IF YOU pass by Prithviraj Road in New Delhi you will see a number of flower sellers sitting near the cemetery gate. They come here every evening and obviously business is good, for people stop to buy flowers not only for the graves in York Cemetery but also for festive and other occasions. Prithviraj Road once boasted of the residence of Sir Henry Gidney, the pioneer Anglo-Indian leader, who rests in the cemetery, along with his successor Frank Anthony. Also buried there are Anthony de Mello, founder of the Board of Control for Cricket in India, A.E.T. Barrow and Ernst Merriman, two well-known educationists, along with a host of others, among whom the name of Rajkumari Amrit Kaur, Health Minister in Pandit Nehru's Government and sister of Sir Maharaj Singh, a former Governor, is prominent.

Both of them happened to be Christians from their ancestral Kapurthala State in Punjab. Melville de Mello, the famous commentator, is however not buried there as he was cremated.

Sir Henry Gidney, after whom the Anglo-Indian Club in Delhi is known, was a colourful personality who had taken part in military expeditions and fought with head-hunters, once barely escaping with his life. His head would have adorned some tribal totem had it not been for the fact that he was a sharpshooter who was able to kill some of his assailants and scare off the others.

Gidney counted among his friends many members of the Indian royalty. The rajas and nawabs were forever inviting him for hunting trips. Particular mention may be made of his friendship with Nawab Faiyaz Khan, with whom he shot tigers and panthers in the Bah-Pinhat area. Sir Henry Gidney headed the Anglo-Indian community for 20 years before his death in May 1942. Born at Igatpuri, in the Western Ghats, some 80 miles from Bombay, in 1873, Gidney, a brilliant student was educated at Bangalore, Calcutta and Allahabad before qualifying for the Indian Medical Service. He them joined the Army and saw active service in China during the Boxer Rebellion, being mentioned in despatches for his bravery in 1901.

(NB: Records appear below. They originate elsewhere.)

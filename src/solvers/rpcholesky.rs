//! Randomly pivoted Cholesky
use log::{debug, trace};
use ndarray::{Array1, Array2};
use rand::Rng;
use serde::{Deserialize, Serialize};

use super::{check_size, Solver};
use crate::coreset::Coresubset;
use crate::data::Dataset;
use crate::error::{CoresetError, Result};
use crate::kernel::{CachedKernel, Kernel};
use crate::random::{choice_weighted, RandomKey};

/// Cached intermediate results of [`RPCholesky`]
#[derive(Clone, Debug, Serialize, Deserialize)]
pub struct RPCholeskyState {
    /// Kernel value of every point with itself
    pub gramian_diagonal: Array1<f64>,
}

/// Randomly pivoted Cholesky: stochastic greedy low-rank approximation of the Gram matrix.
///
/// Pivots are drawn with probability proportional to the diagonal of the residual
/// `K - F Fᵀ` of the current approximation, so poorly explained points are favoured.
pub struct RPCholesky<K: Kernel> {
    /// Number of points in the coresubset
    pub coreset_size: usize,
    /// Key for random number generation
    pub random_key: RandomKey,
    /// Kernel whose Gram matrix is approximated
    pub kernel: K,
    /// Whether every point may be selected at most once
    pub unique: bool,
}

impl<K: Kernel> RPCholesky<K> {
    /// Creates an [`RPCholesky`] solver.
    pub fn new(coreset_size: usize, random_key: RandomKey, kernel: K) -> Self {
        RPCholesky {
            coreset_size,
            random_key,
            kernel,
            unique: true,
        }
    }

    /// Sets whether indices must be unique.
    pub fn with_unique(mut self, unique: bool) -> Self {
        self.unique = unique;
        self
    }

    fn draw_pivot(&self, i: usize, residual: &Array1<f64>, chosen: &[usize]) -> Result<usize> {
        let mut rng = self.random_key.fold_in(i as u64).rng();
        if residual.sum() > 0.0 {
            return choice_weighted(&mut rng, residual.iter());
        }
        // the residual vanished: every point is explained equally well
        let candidates: Vec<usize> = (0..residual.len())
            .filter(|idx| !self.unique || !chosen.contains(idx))
            .collect();
        if candidates.is_empty() {
            return Err(CoresetError::Sampling(format!(
                "no pivot left to draw in step {i}"
            )));
        }
        debug!("step {}: residual diagonal vanished, drawing uniformly", i);
        Ok(candidates[rng.gen_range(0..candidates.len())])
    }
}

impl<D: Dataset, K: Kernel> Solver<D> for RPCholesky<K> {
    type State = RPCholeskyState;

    fn reduce<'a>(
        &self,
        dataset: &'a D,
        state: Option<RPCholeskyState>,
    ) -> Result<(Coresubset<'a, D>, RPCholeskyState)> {
        let x = dataset.features();
        let n = dataset.len();
        let m = self.coreset_size;
        check_size(m, n, self.unique || n == 0)?;
        let gramian_diagonal = match state {
            Some(state) if state.gramian_diagonal.len() == n => state.gramian_diagonal,
            Some(state) => {
                return Err(CoresetError::ShapeMismatch(format!(
                    "cached diagonal has length {} but the dataset has {} points",
                    state.gramian_diagonal.len(),
                    n
                )))
            }
            None => self.kernel.diagonal(x),
        };
        debug!("randomly pivoted Cholesky selecting {} of {} points", m, n);

        let mut residual = gramian_diagonal.clone();
        let mut approximation = Array2::<f64>::zeros((n, m));
        let mut indices = Vec::with_capacity(m);
        let mut rows = CachedKernel::from(&self.kernel, x, if self.unique { 1 } else { m });
        for i in 0..m {
            let pivot = self.draw_pivot(i, &residual, &indices)?;
            trace!("step {}: pivot {} (residual {:.3e})", i, pivot, residual[pivot]);
            indices.push(pivot);

            // remove overlap with previously chosen columns
            let mut g = approximation.dot(&approximation.row(pivot));
            rows.use_rows(&[pivot], &mut |ki: Vec<&[f64]>| {
                for (gj, &kj) in g.iter_mut().zip(ki[0].iter()) {
                    *gj = kj - *gj;
                }
            });
            let g_pivot = g[pivot];
            if g_pivot > 0.0 {
                g /= g_pivot.sqrt();
            } else {
                g.fill(0.0);
            }

            // track diagonal of residual matrix and keep it non-negative
            for (rj, &gj) in residual.iter_mut().zip(g.iter()) {
                *rj = f64::max(*rj - gj * gj, 0.0);
            }
            if self.unique {
                residual[pivot] = 0.0;
            }
            approximation.column_mut(i).assign(&g);
        }
        Ok((
            Coresubset::new(indices, dataset)?,
            RPCholeskyState { gramian_diagonal },
        ))
    }
}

Three years later Gidney married a girl called Grace Wignall from Agra, which used to have a large Anglo-Indian community at one time.

But Grace was the daughter of a Yorkshireman who had settled down in the city of the Taj, after falling in love with the cantonment there. However the marriage was not successful and after some years Grace went away to England from where she never returned. But Gidney supported her right up to 1937, the year in which she died childless.

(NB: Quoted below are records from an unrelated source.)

//! Score functions and their estimation from data
use std::collections::HashMap;

use ndarray::{Array1, Array2, ArrayView1, ArrayView2};

use crate::error::{CoresetError, Result};
use crate::kernel::squared_distance;

/// The gradient of the log-density of a distribution
pub trait ScoreFunction {
    /// Evaluates the score at `x`.
    fn score(&self, x: ArrayView1<f64>) -> Array1<f64>;

    /// Evaluates the diagonal of the Jacobian of the score at `x`.
    ///
    /// Defaults to central finite differences.
    fn jacobian_diagonal(&self, x: ArrayView1<f64>) -> Array1<f64> {
        let mut diag = Array1::<f64>::zeros(x.len());
        let mut xp = x.to_owned();
        for k in 0..x.len() {
            let h = 1e-5 * f64::max(1.0, x[k].abs());
            xp[k] = x[k] + h;
            let sp = self.score(xp.view())[k];
            xp[k] = x[k] - h;
            let sm = self.score(xp.view())[k];
            xp[k] = x[k];
            diag[k] = (sp - sm) / (2.0 * h);
        }
        diag
    }
}

impl<S: ScoreFunction + ?Sized> ScoreFunction for &S {
    fn score(&self, x: ArrayView1<f64>) -> Array1<f64> {
        (**self).score(x)
    }
    fn jacobian_diagonal(&self, x: ArrayView1<f64>) -> Array1<f64> {
        (**self).jacobian_diagonal(x)
    }
}

impl<S: ScoreFunction + ?Sized> ScoreFunction for Box<S> {
    fn score(&self, x: ArrayView1<f64>) -> Array1<f64> {
        (**self).score(x)
    }
    fn jacobian_diagonal(&self, x: ArrayView1<f64>) -> Array1<f64> {
        (**self).jacobian_diagonal(x)
    }
}

fn point_key(x: ArrayView1<f64>) -> Vec<u64> {
    x.iter().map(|v| v.to_bits()).collect()
}

/// A score function whose values over a fixed set of points are computed once.
///
/// Points outside the set are passed on to the base score function.
pub struct CachedScore<S: ScoreFunction> {
    base: S,
    positions: HashMap<Vec<u64>, usize>,
    scores: Array2<f64>,
}

impl<S: ScoreFunction> CachedScore<S> {
    /// Evaluates `base` at every row of `points`.
    pub fn from(base: S, points: ArrayView2<f64>) -> Self {
        let (n, d) = points.dim();
        let mut positions = HashMap::with_capacity(n);
        let mut scores = Array2::zeros((n, d));
        for (pos, xi) in points.outer_iter().enumerate() {
            let key = point_key(xi);
            if positions.contains_key(&key) {
                continue;
            }
            scores.row_mut(pos).assign(&base.score(xi));
            positions.insert(key, pos);
        }
        CachedScore {
            base,
            positions,
            scores,
        }
    }

    /// Returns the number of distinct cached points.
    pub fn size(&self) -> usize {
        self.positions.len()
    }
}

impl<S: ScoreFunction> ScoreFunction for CachedScore<S> {
    fn score(&self, x: ArrayView1<f64>) -> Array1<f64> {
        match self.positions.get(&point_key(x)) {
            Some(&pos) => self.scores.row(pos).to_owned(),
            None => self.base.score(x),
        }
    }

    fn jacobian_diagonal(&self, x: ArrayView1<f64>) -> Array1<f64> {
        self.base.jacobian_diagonal(x)
    }
}

/// A procedure estimating a score function from (weighted) samples
pub trait ScoreMatching {
    /// Fits a score function to the rows of `x`.
    fn fit(&self, x: ArrayView2<f64>, weights: ArrayView1<f64>) -> Result<Box<dyn ScoreFunction>>;
}

/// A score function given in closed form
pub struct AnalyticScore<F>
where
    F: Fn(ArrayView1<f64>) -> Array1<f64>,
{
    score_function: F,
}

impl<F> AnalyticScore<F>
where
    F: Fn(ArrayView1<f64>) -> Array1<f64>,
{
    /// Wraps a closure evaluating the score.
    pub fn new(score_function: F) -> Self {
        AnalyticScore { score_function }
    }
}

impl<F> ScoreFunction for AnalyticScore<F>
where
    F: Fn(ArrayView1<f64>) -> Array1<f64>,
{
    fn score(&self, x: ArrayView1<f64>) -> Array1<f64> {
        (self.score_function)(x)
    }
}

/// Estimates the score as the gradient of the log of a Gaussian kernel density estimate
#[derive(Clone, Debug)]
pub struct KernelDensityMatching {
    /// Bandwidth of the Gaussian kernel
    pub length_scale: f64,
}

impl KernelDensityMatching {
    /// Creates a [`KernelDensityMatching`] struct.
    pub fn new(length_scale: f64) -> Self {
        KernelDensityMatching { length_scale }
    }
}

impl ScoreMatching for KernelDensityMatching {
    fn fit(&self, x: ArrayView2<f64>, weights: ArrayView1<f64>) -> Result<Box<dyn ScoreFunction>> {
        if !(self.length_scale > 0.0) {
            return Err(CoresetError::InvalidParameter(format!(
                "kernel density length scale must be positive, got {}",
                self.length_scale
            )));
        }
        if weights.len() != x.nrows() {
            return Err(CoresetError::ShapeMismatch(format!(
                "{} weights given for {} points",
                weights.len(),
                x.nrows()
            )));
        }
        Ok(Box::new(KernelDensityScore {
            data: x.to_owned(),
            weights: weights.to_owned(),
            length_scale: self.length_scale,
        }))
    }
}

/// Score of a Gaussian kernel density estimate
pub struct KernelDensityScore {
    data: Array2<f64>,
    weights: Array1<f64>,
    length_scale: f64,
}

impl KernelDensityScore {
    /// Returns the (shifted) kernel weights of all samples at `x` and the score.
    fn responsibilities(&self, x: ArrayView1<f64>) -> (Array1<f64>, f64, Array1<f64>) {
        let l2 = self.length_scale.powi(2);
        let exponents: Array1<f64> = self
            .data
            .outer_iter()
            .map(|xi| -0.5 * squared_distance(x, xi) / l2)
            .collect();
        let shift = exponents.fold(f64::NEG_INFINITY, |acc, &a| acc.max(a));
        let k: Array1<f64> = exponents
            .iter()
            .zip(self.weights.iter())
            .map(|(&a, &w)| w * (a - shift).exp())
            .collect();
        let total = k.sum();
        let mut score = Array1::<f64>::zeros(x.len());
        if total > 0.0 && total.is_finite() {
            for (xi, &ki) in self.data.outer_iter().zip(k.iter()) {
                score.scaled_add(ki / (total * l2), &(&xi - &x));
            }
        }
        (k, total, score)
    }
}

impl ScoreFunction for KernelDensityScore {
    fn score(&self, x: ArrayView1<f64>) -> Array1<f64> {
        self.responsibilities(x).2
    }

    fn jacobian_diagonal(&self, x: ArrayView1<f64>) -> Array1<f64> {
        let l2 = self.length_scale.powi(2);
        let (k, total, score) = self.responsibilities(x);
        let mut diag = Array1::from_elem(x.len(), -1.0 / l2);
        if total > 0.0 && total.is_finite() {
            for (xi, &ki) in self.data.outer_iter().zip(k.iter()) {
                let d = &xi - &x;
                diag.scaled_add(ki / (total * l2 * l2), &d.mapv(|v| v * v));
            }
        }
        diag - score.mapv(|v| v * v)
    }
}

After his wife walked out on him, Gidney was posted as civil surgeon in Kohima where he joined an expedition against the head-hunters. Some time later he helped his group to thwart a Naga raid. Gidney's bravery on the occasion, however, went unrewarded, though other members of his team were honoured by the Government. This rankled him so much that he asked for a posting to some other station.

During World War I Gidney was posted at Peshawar and saw active service in the NWFP where again he distinguished himself. He was wounded during the attack on Shabkadar Fort, sought retirement from the IMS and set up practice in Bombay but continued to work for his community. He represented it at all the three Round Table conferences in England, testified before the Simon Commission and the Cripps India Mission, met King George V and spoke up for the sad lot of the Anglo-Indians whom he mentioned as "my people" and then corrected himself to say "Your Majesty's people and my community". Gidney was knighted in 1931 when the Central Legislative Assembly was formed he was nominated to it by the Viceroy.

Sir Henry Gidney, who headed the All-India Arts and Crafts Society, was a man of taste, a lover of art, wine and all the good things of life. He had a large number of women friends whom he regaled at the many parties he attended and where he danced the tango and waltzed with grace. His house in Prithviraj Road, New Delhi, was famous as much for its art collection as it was for its Persian carpets and chandeliers. Gidney died in 1942 of heat stroke on his return to Delhi from his native Igatpuri. Nawab Faiyaz Khan rests near the dargah of Shah Abul Ullah at Lashkarpur in Agra, and not far away lies his other friend, Fred Elis, OBE.